ECLI:NL:RBMNE:2014:1910

Rechtbank Midden-Nederland

Datum uitspraak
15 april 2014
Publicatiedatum
15 mei 2014
Zaaknummer
2784486 UE VERZ 14-83 HS/4084
Instantie
Rechtbank Midden-Nederland
Type
Uitspraak
Rechtsgebied
Civiel recht; Arbeidsrecht
Procedures
  • Eerste aanleg - enkelvoudig
Vindplaatsen
  • Rechtspraak.nl
AI samenvatting door LexboostAutomatisch gegenereerd

Afwijzing ontbindingsverzoek wegens onzorgvuldigheid bij vaststelling boventalligheid werknemer

In deze zaak heeft de kantonrechter van de Rechtbank Midden-Nederland op 15 april 2014 uitspraak gedaan in een verzoek tot ontbinding van de arbeidsovereenkomst van de werknemer [gedaagde] door de werkgever A.S.R. Nederland N.V. Het verzoek tot ontbinding werd ingediend naar aanleiding van een reorganisatie waarbij de functie van [gedaagde] sterk zou wijzigen.
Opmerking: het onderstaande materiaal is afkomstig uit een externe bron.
//! Router assembly and shared handler state.

use crate::domain::error::ApiError;
use crate::notify::ChangeNotifier;
use crate::storage::TemperatureStore;
use crate::ws::handler::WsConnection;
use crate::ws::registry::SubscriberRegistry;
use axum::extract::{State, WebSocketUpgrade};
use axum::response::Response;
use axum::routing::{get, patch};
use axum::Router;
use std::sync::Arc;

/// Application state shared across handlers
#[derive(Clone)]
pub struct AppState {
    pub store: Arc<dyn TemperatureStore>,
    pub notifier: ChangeNotifier,
    pub registry: Arc<SubscriberRegistry>,
    /// Production mode hides error detail from response bodies
    pub production: bool,
}

impl AppState {
    pub fn new(store: Arc<dyn TemperatureStore>, production: bool) -> Self {
        let registry = Arc::new(SubscriberRegistry::new());
        let notifier = ChangeNotifier::new(Arc::clone(&store), Arc::clone(&registry));
        Self {
            store,
            notifier,
            registry,
            production,
        }
    }

    /// Render an error with detail exposure per configured mode.
    pub fn render_error(&self, error: ApiError) -> Response {
        error.into_response_with(!self.production)
    }
}

/// Build the full application router: REST under `/api/temperatures`,
/// health check, and the WebSocket upgrade endpoint.
pub fn router(state: AppState) -> Router {
    use crate::http::handlers;

    Router::new()
        .route(
            "/api/temperatures",
            get(handlers::list).post(handlers::create),
        )
        // Literal routes take precedence over `/:id`
        .route("/api/temperatures/average", get(handlers::average))
        .route("/api/temperatures/randomize", patch(handlers::randomize))
        .route(
            "/api/temperatures/:id",
            get(handlers::get_by_id)
                .put(handlers::update)
                .delete(handlers::delete),
        )
        .route("/api/health", get(handlers::health))
        .route("/ws", get(ws_upgrade))
        .with_state(state)
}

/// Upgrade handler for the live channel.
async fn ws_upgrade(State(state): State<AppState>, ws: WebSocketUpgrade) -> Response {
    let registry = Arc::clone(&state.registry);
    let store = Arc::clone(&state.store);
    ws.on_upgrade(move |socket| async move {
        WsConnection::new(registry, store).handle(socket).await;
    })
}
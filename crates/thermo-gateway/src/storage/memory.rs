//! In-memory storage gateway for tests and demos.
//!
//! Same contract as the PostgreSQL store minus the out-of-process
//! signal (there is no other process to notify). Injected wherever a
//! test needs storage without a database.

use crate::domain::model::Reading;
use crate::storage::{StorageResult, SummaryRow, TemperatureStore};
use crate::storage::postgres::random_temperature;
use async_trait::async_trait;
use chrono::Utc;
use tokio::sync::Mutex;

#[derive(Default)]
struct Table {
    rows: Vec<Reading>,
    next_id: i32,
}

/// `Mutex<Vec<Reading>>`-backed implementation of [`TemperatureStore`].
#[derive(Default)]
pub struct MemoryTemperatureStore {
    table: Mutex<Table>,
}

impl MemoryTemperatureStore {
    pub fn new() -> Self {
        Self {
            table: Mutex::new(Table {
                rows: Vec::new(),
                next_id: 1,
            }),
        }
    }

    /// Number of stored readings (test assertions).
    pub async fn len(&self) -> usize {
        self.table.lock().await.rows.len()
    }

    /// True when no readings are stored.
    pub async fn is_empty(&self) -> bool {
        self.len().await == 0
    }
}

#[async_trait]
impl TemperatureStore for MemoryTemperatureStore {
    async fn list(&self) -> StorageResult<Vec<Reading>> {
        let table = self.table.lock().await;
        let mut rows = table.rows.clone();
        rows.sort_by(|a, b| b.id.cmp(&a.id));
        Ok(rows)
    }

    async fn get(&self, id: i32) -> StorageResult<Option<Reading>> {
        let table = self.table.lock().await;
        Ok(table.rows.iter().find(|r| r.id == id).cloned())
    }

    async fn insert(&self, city: &str, temperature: f64) -> StorageResult<Reading> {
        let mut table = self.table.lock().await;
        let reading = Reading {
            id: table.next_id,
            city: city.to_string(),
            temperature,
            updated_at: Utc::now(),
        };
        table.next_id += 1;
        table.rows.push(reading.clone());
        Ok(reading)
    }

    async fn update(
        &self,
        id: i32,
        city: &str,
        temperature: f64,
    ) -> StorageResult<Option<Reading>> {
        let mut table = self.table.lock().await;
        match table.rows.iter_mut().find(|r| r.id == id) {
            Some(row) => {
                row.city = city.to_string();
                row.temperature = temperature;
                row.updated_at = Utc::now();
                Ok(Some(row.clone()))
            }
            None => Ok(None),
        }
    }

    async fn delete(&self, id: i32) -> StorageResult<Option<Reading>> {
        let mut table = self.table.lock().await;
        match table.rows.iter().position(|r| r.id == id) {
            Some(index) => Ok(Some(table.rows.remove(index))),
            None => Ok(None),
        }
    }

    async fn randomize_all(&self) -> StorageResult<Vec<Reading>> {
        let mut table = self.table.lock().await;
        let mut rng = rand::thread_rng();
        for row in table.rows.iter_mut() {
            row.temperature = random_temperature(&mut rng);
            row.updated_at = Utc::now();
        }
        let mut rows = table.rows.clone();
        rows.sort_by(|a, b| b.id.cmp(&a.id));
        Ok(rows)
    }

    async fn summary(&self) -> StorageResult<SummaryRow> {
        let table = self.table.lock().await;
        let count = table.rows.len() as i64;
        if count == 0 {
            return Ok(SummaryRow {
                count: 0,
                average: None,
                min: None,
                max: None,
            });
        }

        let sum: f64 = table.rows.iter().map(|r| r.temperature).sum();
        let min = table
            .rows
            .iter()
            .map(|r| r.temperature)
            .fold(f64::INFINITY, f64::min);
        let max = table
            .rows
            .iter()
            .map(|r| r.temperature)
            .fold(f64::NEG_INFINITY, f64::max);

        Ok(SummaryRow {
            count,
            average: Some(sum / count as f64),
            min: Some(min),
            max: Some(max),
        })
    }
}

#[cfg(test)]
mod tests {
    use super::*;
    use crate::storage::postgres::{RANDOMIZE_MAX, RANDOMIZE_MIN};

    #[tokio::test]
    async fn test_insert_then_get() {
        let store = MemoryTemperatureStore::new();
        let created = store.insert("Bandung", 24.5).await.unwrap();

        let fetched = store.get(created.id).await.unwrap().unwrap();
        assert_eq!(fetched.city, "Bandung");
        assert_eq!(fetched.temperature, 24.5);
        assert_eq!(fetched.id, created.id);
    }

    #[tokio::test]
    async fn test_delete_then_get_is_none() {
        let store = MemoryTemperatureStore::new();
        let created = store.insert("Medan", 30.0).await.unwrap();

        assert!(store.delete(created.id).await.unwrap().is_some());
        assert!(store.get(created.id).await.unwrap().is_none());
        // Idempotent from the handler's perspective: second delete finds nothing
        assert!(store.delete(created.id).await.unwrap().is_none());
    }

    #[tokio::test]
    async fn test_list_descending_by_id() {
        let store = MemoryTemperatureStore::new();
        store.insert("A", 20.0).await.unwrap();
        store.insert("B", 21.0).await.unwrap();
        store.insert("C", 22.0).await.unwrap();

        let list = store.list().await.unwrap();
        let ids: Vec<i32> = list.iter().map(|r| r.id).collect();
        assert_eq!(ids, vec![3, 2, 1]);
    }

    #[tokio::test]
    async fn test_randomize_preserves_count_and_range() {
        let store = MemoryTemperatureStore::new();
        for i in 0..5 {
            store.insert("X", 50.0 + i as f64).await.unwrap();
        }

        let updated = store.randomize_all().await.unwrap();
        assert_eq!(updated.len(), 5);
        assert_eq!(store.len().await, 5);
        for reading in updated {
            assert!((RANDOMIZE_MIN..RANDOMIZE_MAX).contains(&reading.temperature));
        }
    }

    #[tokio::test]
    async fn test_randomize_empty_is_ok() {
        let store = MemoryTemperatureStore::new();
        let updated = store.randomize_all().await.unwrap();
        assert!(updated.is_empty());
    }

    #[tokio::test]
    async fn test_summary_aggregates() {
        let store = MemoryTemperatureStore::new();
        store.insert("A", 20.0).await.unwrap();
        store.insert("B", 30.0).await.unwrap();

        let row = store.summary().await.unwrap();
        assert_eq!(row.count, 2);
        assert_eq!(row.average, Some(25.0));
        assert_eq!(row.min, Some(20.0));
        assert_eq!(row.max, Some(30.0));
    }

    #[tokio::test]
    async fn test_summary_empty() {
        let store = MemoryTemperatureStore::new();
        let row = store.summary().await.unwrap();
        assert_eq!(row.count, 0);
        assert!(row.average.is_none());
    }
}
De werkgever stelde dat [gedaagde] niet geschikt was voor de gewijzigde functie van Medewerker Incasso en dat hij daarom boventallig was. De werknemer voerde verweer en betwistte de onzorgvuldigheid van de beoordeling door de werkgever, die volgens hem niet transparant en onvoldoende gemotiveerd was.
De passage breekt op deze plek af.